In my over 20 years in public health, I’ve watched the field progress from a focus on disparities to a more upstream approach in creating health equity. More recently, there has been increasing recognition to ensuring that accessibility and belonging are a part of diversity, equity and inclusion work. However, even with this intentionality, there is a population that often remains overlooked —people with intellectual or developmental disabilities.
As many as 8 million people in the U.S. are estimated to have an IDD, such as Down syndrome, cerebral palsy or autism. Many people with IDD have health issues that are exacerbated by poor quality health care, a health system that is not designed to meet their needs, and a host of challenges related to housing, transportation, education and employment. As a result, this population experiences significant health disparities that are worse for those who are at the intersections of multiple identities, including race, ethnicity, gender and sexual orientation.
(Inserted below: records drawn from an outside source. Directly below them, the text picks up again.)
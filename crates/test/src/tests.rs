use crate::{functions::*, types::*};
use proptest::prelude::*;
use tlgen_wire::{BOOL_TRUE, TlObject, VECTOR_TAG, WireError};

fn user_peer(id: i64) -> Peer {
    Peer {
        constructor: TL_PEER_USER,
        user_id: id,
        ..Peer::default()
    }
}

fn bare_message(id: i32) -> Message {
    Message {
        constructor: TL_MESSAGE,
        id,
        peer_id: Some(Box::new(user_peer(1))),
        date: 1_700_000_000,
        message: "hello".to_string(),
        ..Message::default()
    }
}

fn le(word: u32) -> [u8; 4] {
    word.to_le_bytes()
}

#[test]
fn message_without_optionals_round_trips() {
    let message = bare_message(42);

    let bytes = message.to_bytes().unwrap();

    assert_eq!(bytes[..4], le(TL_MESSAGE));
    assert_eq!(bytes[4..8], [0, 0, 0, 0]);
    assert_eq!(Message::from_bytes(&bytes).unwrap(), message);
}

#[test]
fn message_with_every_optional_round_trips() {
    let message = Message {
        out: true,
        from_id: Some(Box::new(Peer {
            constructor: TL_PEER_CHAT,
            chat_id: 77,
            ..Peer::default()
        })),
        reply_to: Some(Box::new(bare_message(41))),
        entities: vec![1, 2, 3],
        views: 1_000,
        rating: 4.5,
        silent: true,
        ..bare_message(42)
    };

    let bytes = message.to_bytes().unwrap();

    let flags = u32::from_le_bytes([bytes[4], bytes[5], bytes[6], bytes[7]]);
    let expected = [1, 3, 7, 8, 10, 11, 13].iter().fold(0u32, |w, bit| w | (1 << bit));
    assert_eq!(flags, expected);
    assert_eq!(Message::from_bytes(&bytes).unwrap(), message);
}

#[test]
fn boxed_bool_optional_writes_the_bool_tag() {
    let message = Message {
        silent: true,
        ..bare_message(1)
    };

    let bytes = message.to_bytes().unwrap();

    assert_eq!(bytes[bytes.len() - 4..], le(BOOL_TRUE));
}

#[test]
fn empty_constructor_uses_its_own_shape() {
    let message = Message {
        constructor: TL_MESSAGE_EMPTY,
        id: 9,
        ..Message::default()
    };

    let bytes = message.to_bytes().unwrap();

    // tag + flags + id
    assert_eq!(bytes.len(), 12);
    assert_eq!(Message::from_bytes(&bytes).unwrap(), message);
}

#[test]
fn bool_base_type_is_its_tag() {
    let value = Bool {
        constructor: TL_BOOL_TRUE,
    };

    let bytes = value.to_bytes().unwrap();

    assert_eq!(bytes, le(BOOL_TRUE));
    assert_eq!(Bool::from_bytes(&bytes).unwrap(), value);
}

#[test]
fn generic_vectors_carry_the_vector_tag() {
    let messages = MessagesMessages {
        constructor: TL_MESSAGES_MESSAGES,
        messages: vec![bare_message(1), bare_message(2)],
        users: vec![10, 20],
    };

    let bytes = messages.to_bytes().unwrap();

    assert_eq!(bytes[4..8], le(VECTOR_TAG));
    assert_eq!(bytes[8..12], 2u32.to_le_bytes());
    assert_eq!(MessagesMessages::from_bytes(&bytes).unwrap(), messages);
}

#[test]
fn constructor_reference_and_keyword_fields() {
    let full = UserFull {
        constructor: TL_USER_FULL,
        user: Some(Box::new(user_peer(5))),
        r#type: "bot".to_string(),
        key: vec![7; 32],
        nonce: vec![1; 16],
        tags: vec!["a".to_string(), "bc".to_string()],
    };

    let bytes = full.to_bytes().unwrap();

    assert_eq!(UserFull::from_bytes(&bytes).unwrap(), full);
}

#[test]
fn unknown_constructor_is_rejected() {
    let err = Peer::from_bytes(&le(0xdead_beef)).unwrap_err();

    assert_eq!(err, WireError::UnknownConstructor(0xdead_beef));

    let err = Peer::default().to_bytes().unwrap_err();
    assert_eq!(err, WireError::UnknownConstructor(0));
}

#[test]
fn missing_required_reference_is_an_error() {
    let message = Message {
        peer_id: None,
        ..bare_message(1)
    };

    assert_eq!(message.to_bytes().unwrap_err(), WireError::MissingField("peer_id"));
}

#[test]
fn requests_start_with_the_method_id() {
    let request = MessagesGetHistory {
        peer: Some(Box::new(user_peer(3))),
        offset_id: 100,
        limit: 20,
    };

    let bytes = request.to_bytes().unwrap();

    assert_eq!(bytes[..4], le(MessagesGetHistory::ID));
    assert_eq!(MessagesGetHistory::from_bytes(&bytes).unwrap(), request);
}

#[test]
fn request_flags_and_bit_only_fields() {
    let request = MessagesGetDialogs {
        exclude_pinned: true,
        limit: 5,
    };

    let bytes = request.to_bytes().unwrap();

    // id + flags + limit, no payload for the flag
    assert_eq!(bytes.len(), 12);
    assert_eq!(bytes[4..8], le(1));
    assert_eq!(MessagesGetDialogs::from_bytes(&bytes).unwrap(), request);

    let search = MessagesSearch {
        peer: Some(Box::new(user_peer(1))),
        q: "tl".to_string(),
        from_id: None,
    };
    let bytes = search.to_bytes().unwrap();
    assert_eq!(MessagesSearch::from_bytes(&bytes).unwrap(), search);
}

#[test]
fn request_with_wrong_id_is_rejected() {
    let bytes = MessagesGetDialogs::default().to_bytes().unwrap();

    let err = MessagesGetHistory::from_bytes(&bytes).unwrap_err();

    assert!(matches!(err, WireError::UnexpectedTag { .. }), "{err:?}");
}

#[test]
fn vector_wrappers_round_trip() {
    let state = VectorLong(vec![1, -1, i64::MAX]);

    let bytes = state.to_bytes().unwrap();

    assert_eq!(bytes[..4], le(VECTOR_TAG));
    assert_eq!(VectorLong::from_bytes(&bytes).unwrap(), state);

    let history = VectorMessage(vec![bare_message(1)]);
    let bytes = history.to_bytes().unwrap();
    assert_eq!(VectorMessage::from_bytes(&bytes).unwrap(), history);
}

///
/// Service traits
///

#[derive(Default)]
struct Store {
    messages: Vec<Message>,
}

impl MessagesService for Store {
    type Error = WireError;

    fn get_history(&mut self, request: MessagesGetHistory) -> Result<VectorMessage, Self::Error> {
        let limit = usize::try_from(request.limit).unwrap_or(0);

        Ok(VectorMessage(self.messages.iter().take(limit).cloned().collect()))
    }

    fn get_dialogs(&mut self, _: MessagesGetDialogs) -> Result<VectorMessage, Self::Error> {
        Ok(VectorMessage::default())
    }

    fn search(&mut self, request: MessagesSearch) -> Result<MessagesMessages, Self::Error> {
        let messages = self
            .messages
            .iter()
            .filter(|m| m.message.contains(&request.q))
            .cloned()
            .collect();

        Ok(MessagesMessages {
            constructor: TL_MESSAGES_MESSAGES,
            messages,
            users: Vec::new(),
        })
    }
}

#[test]
fn services_dispatch_decoded_requests() {
    let mut store = Store {
        messages: vec![bare_message(1), bare_message(2), bare_message(3)],
    };

    let wire = MessagesGetHistory {
        peer: Some(Box::new(user_peer(1))),
        offset_id: 0,
        limit: 2,
    }
    .to_bytes()
    .unwrap();

    let request = MessagesGetHistory::from_bytes(&wire).unwrap();
    let response = store.get_history(request).unwrap();
    let bytes = response.to_bytes().unwrap();

    assert_eq!(VectorMessage::from_bytes(&bytes).unwrap().0.len(), 2);
}

///
/// PROPERTY TESTS
///

fn arb_peer() -> impl Strategy<Value = Peer> {
    prop_oneof![
        any::<i64>().prop_map(user_peer),
        any::<i64>().prop_map(|id| Peer {
            constructor: TL_PEER_CHAT,
            chat_id: id,
            ..Peer::default()
        }),
    ]
}

fn arb_message() -> impl Strategy<Value = Message> {
    (
        any::<bool>(),
        any::<i32>(),
        prop::option::of(arb_peer()),
        arb_peer(),
        any::<i32>(),
        "[ -~]{0,300}",
        prop::collection::vec(any::<i64>(), 0..4),
        any::<i32>(),
        -1.0e12..1.0e12f64,
        any::<bool>(),
    )
        .prop_map(
            |(out, id, from_id, peer_id, date, message, entities, views, rating, silent)| Message {
                constructor: TL_MESSAGE,
                out,
                id,
                from_id: from_id.map(Box::new),
                peer_id: Some(Box::new(peer_id)),
                date,
                message,
                reply_to: None,
                entities,
                views,
                rating,
                silent,
            },
        )
}

proptest! {
    #[test]
    fn messages_round_trip(message in arb_message(), reply in prop::option::of(arb_message())) {
        let message = Message {
            reply_to: reply.map(Box::new),
            ..message
        };

        let bytes = message.to_bytes().unwrap();

        prop_assert_eq!(Message::from_bytes(&bytes).unwrap(), message);
    }

    #[test]
    fn truncated_messages_never_decode(message in arb_message(), cut in 1usize..8) {
        let bytes = message.to_bytes().unwrap();
        let cut = cut.min(bytes.len());

        prop_assert!(Message::from_bytes(&bytes[..bytes.len() - cut]).is_err());
    }
}
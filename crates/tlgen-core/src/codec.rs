//! Codec Fragment Generator.

use crate::{
    config::FlagBits,
    error::ErrorKind,
    fragment::{Blob, Decode, Element, Encode, FlagBit, Presence, Scalar},
    map::TypeRef,
};
use tlgen_schema::{node::Param, types::Type};
use tracing::trace;

///
/// CodecGen
///
/// Fragment generator for one parameter list. `names[i]` is the field name
/// emitted for `params[i]`, after any collision renaming.
///

pub struct CodecGen<'a> {
    params: &'a [Param],
    names: &'a [String],
    flag_bits: FlagBits,
}

impl<'a> CodecGen<'a> {
    #[must_use]
    pub fn new(params: &'a [Param], names: &'a [String], flag_bits: FlagBits) -> Self {
        debug_assert_eq!(params.len(), names.len());

        Self {
            params,
            names,
            flag_bits,
        }
    }

    /// Fragments for every parameter, in declared order.
    pub fn fragments(&self) -> Result<(Vec<Encode>, Vec<Decode>), ErrorKind> {
        let mut encode = Vec::with_capacity(self.params.len());
        let mut decode = Vec::with_capacity(self.params.len());

        for (param, name) in self.params.iter().zip(self.names) {
            let (e, d) = self.codec(name, &param.ty, param.position)?;
            trace!(field = %name, ty = %param.ty, "codec fragments");

            encode.push(e);
            decode.push(d);
        }

        Ok((encode, decode))
    }

    /// Encode/decode pair for one field, recursing through optionals.
    pub fn codec(
        &self,
        field: &str,
        ty: &Type,
        position: usize,
    ) -> Result<(Encode, Decode), ErrorKind> {
        match ty {
            Type::Bool => Ok(scalar(field, Scalar::Bool)),
            Type::Int => Ok(scalar(field, Scalar::Int)),
            Type::Long => Ok(scalar(field, Scalar::Long)),
            Type::Double => Ok(scalar(field, Scalar::Double)),
            Type::Int128 | Type::Int256 | Type::Bytes | Type::OpaqueBlob => {
                Ok(blob(field, Blob::Bytes))
            }
            Type::String => Ok(blob(field, Blob::Text)),
            Type::FlagsMarker => Ok((
                Encode::Flags {
                    bits: self.flag_bits()?,
                },
                Decode::Flags,
            )),
            Type::OptionalField { bit, inner } => self.conditional(field, ty, *bit, inner, position),
            Type::BuiltinVector(elem) => sequence(field, elem, false),
            Type::GenericVector(elem) => sequence(field, elem, true),
            Type::NamedTypeRef(name) => Ok(nested(field, TypeRef::base(name))),
            Type::ConstructorRef(predicate) => Ok(nested(field, TypeRef::constructor(predicate))),
            // only meaningful behind a flags bit
            Type::True => Err(ErrorKind::UnmappedType { ty: ty.to_string() }),
        }
    }

    fn conditional(
        &self,
        field: &str,
        ty: &Type,
        declared_bit: u32,
        inner: &Type,
        position: usize,
    ) -> Result<(Encode, Decode), ErrorKind> {
        let bit = self.flag_bits.resolve(declared_bit, position);
        let presence = Presence::of(inner).map_err(|_| ErrorKind::UnmappedType {
            ty: ty.to_string(),
        })?;

        let (encode_inner, decode_inner) = match inner {
            Type::True => (None, None),
            inner => {
                let (e, d) = self.codec(field, inner, position)?;
                (Some(Box::new(e)), Some(Box::new(d)))
            }
        };

        Ok((
            Encode::Conditional {
                field: field.to_string(),
                bit,
                presence,
                inner: encode_inner,
            },
            Decode::Conditional {
                field: field.to_string(),
                bit,
                inner: decode_inner,
            },
        ))
    }

    // flag_bits
    // one entry per optional parameter of this list, never the shared field table
    fn flag_bits(&self) -> Result<Vec<FlagBit>, ErrorKind> {
        let mut bits = Vec::new();

        for (param, name) in self.params.iter().zip(self.names) {
            if let Type::OptionalField { bit, inner } = &param.ty {
                let presence = Presence::of(inner).map_err(|_| ErrorKind::UnmappedType {
                    ty: param.ty.to_string(),
                })?;

                bits.push(FlagBit {
                    field: name.clone(),
                    bit: self.flag_bits.resolve(*bit, param.position),
                    presence,
                });
            }
        }

        Ok(bits)
    }
}

fn scalar(field: &str, scalar: Scalar) -> (Encode, Decode) {
    (
        Encode::Scalar {
            field: field.to_string(),
            scalar,
        },
        Decode::Scalar {
            field: field.to_string(),
            scalar,
        },
    )
}

fn blob(field: &str, blob: Blob) -> (Encode, Decode) {
    (
        Encode::Blob {
            field: field.to_string(),
            blob,
        },
        Decode::Blob {
            field: field.to_string(),
            blob,
        },
    )
}

fn sequence(field: &str, elem: &Type, tagged: bool) -> Result<(Encode, Decode), ErrorKind> {
    let element = Element::from_type(elem)?;

    Ok((
        Encode::Sequence {
            field: field.to_string(),
            element: element.clone(),
            tagged,
        },
        Decode::Sequence {
            field: field.to_string(),
            element,
            tagged,
        },
    ))
}

fn nested(field: &str, target: TypeRef) -> (Encode, Decode) {
    (
        Encode::Nested {
            field: field.to_string(),
            target: target.clone(),
        },
        Decode::Nested {
            field: field.to_string(),
            target,
        },
    )
}

///
/// TESTS
///

#[cfg(test)]
mod tests {
    use super::*;
    use tlgen_schema::node::Constructor;

    fn fragments_of(ctor: &Constructor, flag_bits: FlagBits) -> (Vec<Encode>, Vec<Decode>) {
        let names: Vec<String> = ctor.params.iter().map(|p| p.name.clone()).collect();

        CodecGen::new(&ctor.params, &names, flag_bits)
            .fragments()
            .unwrap()
    }

    #[test]
    fn fragments_follow_declared_order() {
        let ctor = Constructor::new("c", 1, "C")
            .param("a", Type::Int)
            .param("b", Type::String)
            .param("c", Type::optional(0, Type::Bool));

        let (encode, decode) = fragments_of(&ctor, FlagBits::Declared);

        assert_eq!(
            encode,
            vec![
                Encode::Scalar {
                    field: "a".to_string(),
                    scalar: Scalar::Int
                },
                Encode::Blob {
                    field: "b".to_string(),
                    blob: Blob::Text
                },
                Encode::Conditional {
                    field: "c".to_string(),
                    bit: 0,
                    presence: Presence::IsTrue,
                    inner: Some(Box::new(Encode::Scalar {
                        field: "c".to_string(),
                        scalar: Scalar::Bool
                    })),
                },
            ]
        );
        let fields: Vec<_> = decode.iter().map(Decode::field).collect();
        assert_eq!(fields, vec![Some("a"), Some("b"), Some("c")]);
    }

    #[test]
    fn flags_word_covers_this_constructors_optionals() {
        let ctor = Constructor::new("user", 1, "User")
            .param("flags", Type::FlagsMarker)
            .param("id", Type::Long)
            .param("bot", Type::optional(0, Type::True))
            .param("username", Type::optional(3, Type::String))
            .param("photo", Type::optional(5, Type::named("UserProfilePhoto")));

        let (encode, decode) = fragments_of(&ctor, FlagBits::Declared);

        let Encode::Flags { bits } = &encode[0] else {
            panic!("expected flags first, got {:?}", encode[0]);
        };
        let summary: Vec<_> = bits
            .iter()
            .map(|b| (b.field.as_str(), b.bit, b.presence))
            .collect();
        assert_eq!(
            summary,
            vec![
                ("bot", 0, Presence::IsTrue),
                ("username", 3, Presence::NonEmpty),
                ("photo", 5, Presence::IsSet),
            ]
        );
        assert_eq!(decode[0], Decode::Flags);
    }

    #[test]
    fn bit_only_true_has_no_payload() {
        let ctor = Constructor::new("c", 1, "C")
            .param("flags", Type::FlagsMarker)
            .param("pinned", Type::optional(7, Type::True));

        let (encode, decode) = fragments_of(&ctor, FlagBits::Declared);

        assert_eq!(
            encode[1],
            Encode::Conditional {
                field: "pinned".to_string(),
                bit: 7,
                presence: Presence::IsTrue,
                inner: None,
            }
        );
        assert_eq!(
            decode[1],
            Decode::Conditional {
                field: "pinned".to_string(),
                bit: 7,
                inner: None,
            }
        );
    }

    #[test]
    fn positional_policy_uses_parameter_position() {
        let ctor = Constructor::new("c", 1, "C")
            .param("flags", Type::FlagsMarker)
            .param("a", Type::Int)
            .param("b", Type::optional(0, Type::Int));

        let (encode, decode) = fragments_of(&ctor, FlagBits::Positional);

        let Encode::Flags { bits } = &encode[0] else {
            panic!("expected flags");
        };
        assert_eq!(bits[0].bit, 2);
        assert!(matches!(decode[2], Decode::Conditional { bit: 2, .. }));
    }

    #[test]
    fn optional_vector_recurses_into_vector_codec() {
        let ctor = Constructor::new("c", 1, "C")
            .param("flags", Type::FlagsMarker)
            .param("ids", Type::optional(1, Type::vector(Type::Long)));

        let (_, decode) = fragments_of(&ctor, FlagBits::Declared);

        assert_eq!(
            decode[1],
            Decode::Conditional {
                field: "ids".to_string(),
                bit: 1,
                inner: Some(Box::new(Decode::Sequence {
                    field: "ids".to_string(),
                    element: Element::Scalar(Scalar::Long),
                    tagged: false,
                })),
            }
        );
    }

    #[test]
    fn generic_vector_is_tagged() {
        let ctor = Constructor::new("c", 1, "C").param("users", Type::generic_vector(Type::named("User")));

        let (encode, _) = fragments_of(&ctor, FlagBits::Declared);

        assert_eq!(
            encode[0],
            Encode::Sequence {
                field: "users".to_string(),
                element: Element::Nested(TypeRef::Base("User".to_string())),
                tagged: true,
            }
        );
    }

    #[test]
    fn bare_true_is_rejected() {
        let params = vec![Param::new("t", Type::True, 0)];
        let names = vec!["t".to_string()];

        let err = CodecGen::new(&params, &names, FlagBits::Declared)
            .fragments()
            .unwrap_err();

        assert_eq!(err, ErrorKind::UnmappedType { ty: "true".to_string() });
    }

    #[test]
    fn unsupported_vector_element_is_rejected() {
        let params = vec![Param::new("v", Type::vector(Type::OpaqueBlob), 0)];
        let names = vec!["v".to_string()];

        let err = CodecGen::new(&params, &names, FlagBits::Declared)
            .fragments()
            .unwrap_err();

        assert!(matches!(err, ErrorKind::UnsupportedVectorElement { .. }));
    }
}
Unfortunately, most health care and public health professionals are not trained on the unique presentations and considerations of people with IDD. As a result of a lack of exposure, misconceptions exist that influence how people with IDD are treated.
After being awarded a grant from the Special Olympics, my colleagues and I in the APHA Center for Public Health Policy set out to learn more about the lived experiences of people with IDD, their caregivers, family members and advocates. Through a series of listening sessions, we heard repeatedly that people with IDD are infantilized and ignored by their providers. Many described encounters where their doctors only spoke directly to their caregiver or support person, and not to them. We also learned that there are many legal and policy barriers to ensuring equity for people with IDD.
As a Black woman who has worked in the health disparities and equity spaces for decades, what struck me are the similarities in the challenges experienced by people with IDD and other marginalized groups: lack of access to quality health care, not being listened to by doctors, health communications that are hard to understand and fragmented services and systems. At the same time, people with IDD also have a strong desire to be seen, heard and valued for their full selves and their many identities.
“As public health professionals, we have the responsibility to center the needs and priorities of people with IDD in our work.”
— Tia Williams
As public health professionals, we have the responsibility to center the needs and priorities of people with IDD in our work. While there are nuances and considerations that are unique to the type of IDD, much of the learning and unlearning that the public health community has embraced through the lens of diversity, equity, inclusion, access and belonging can be extended to advancing health equity for people with IDD. We must honor and listen to the lived experiences of people with IDD and meaningfully engage the community in advocacy, program and policy efforts.
We also must acknowledge and learn from the many organizations that have been creating opportunities for people with IDD for decades. And we have to ensure that our commitment to equity and social justice extends to improving the health and well-being of people with IDD.
Williams, MPH, CNS, is director of APHA’s Centers for Public Health Policy.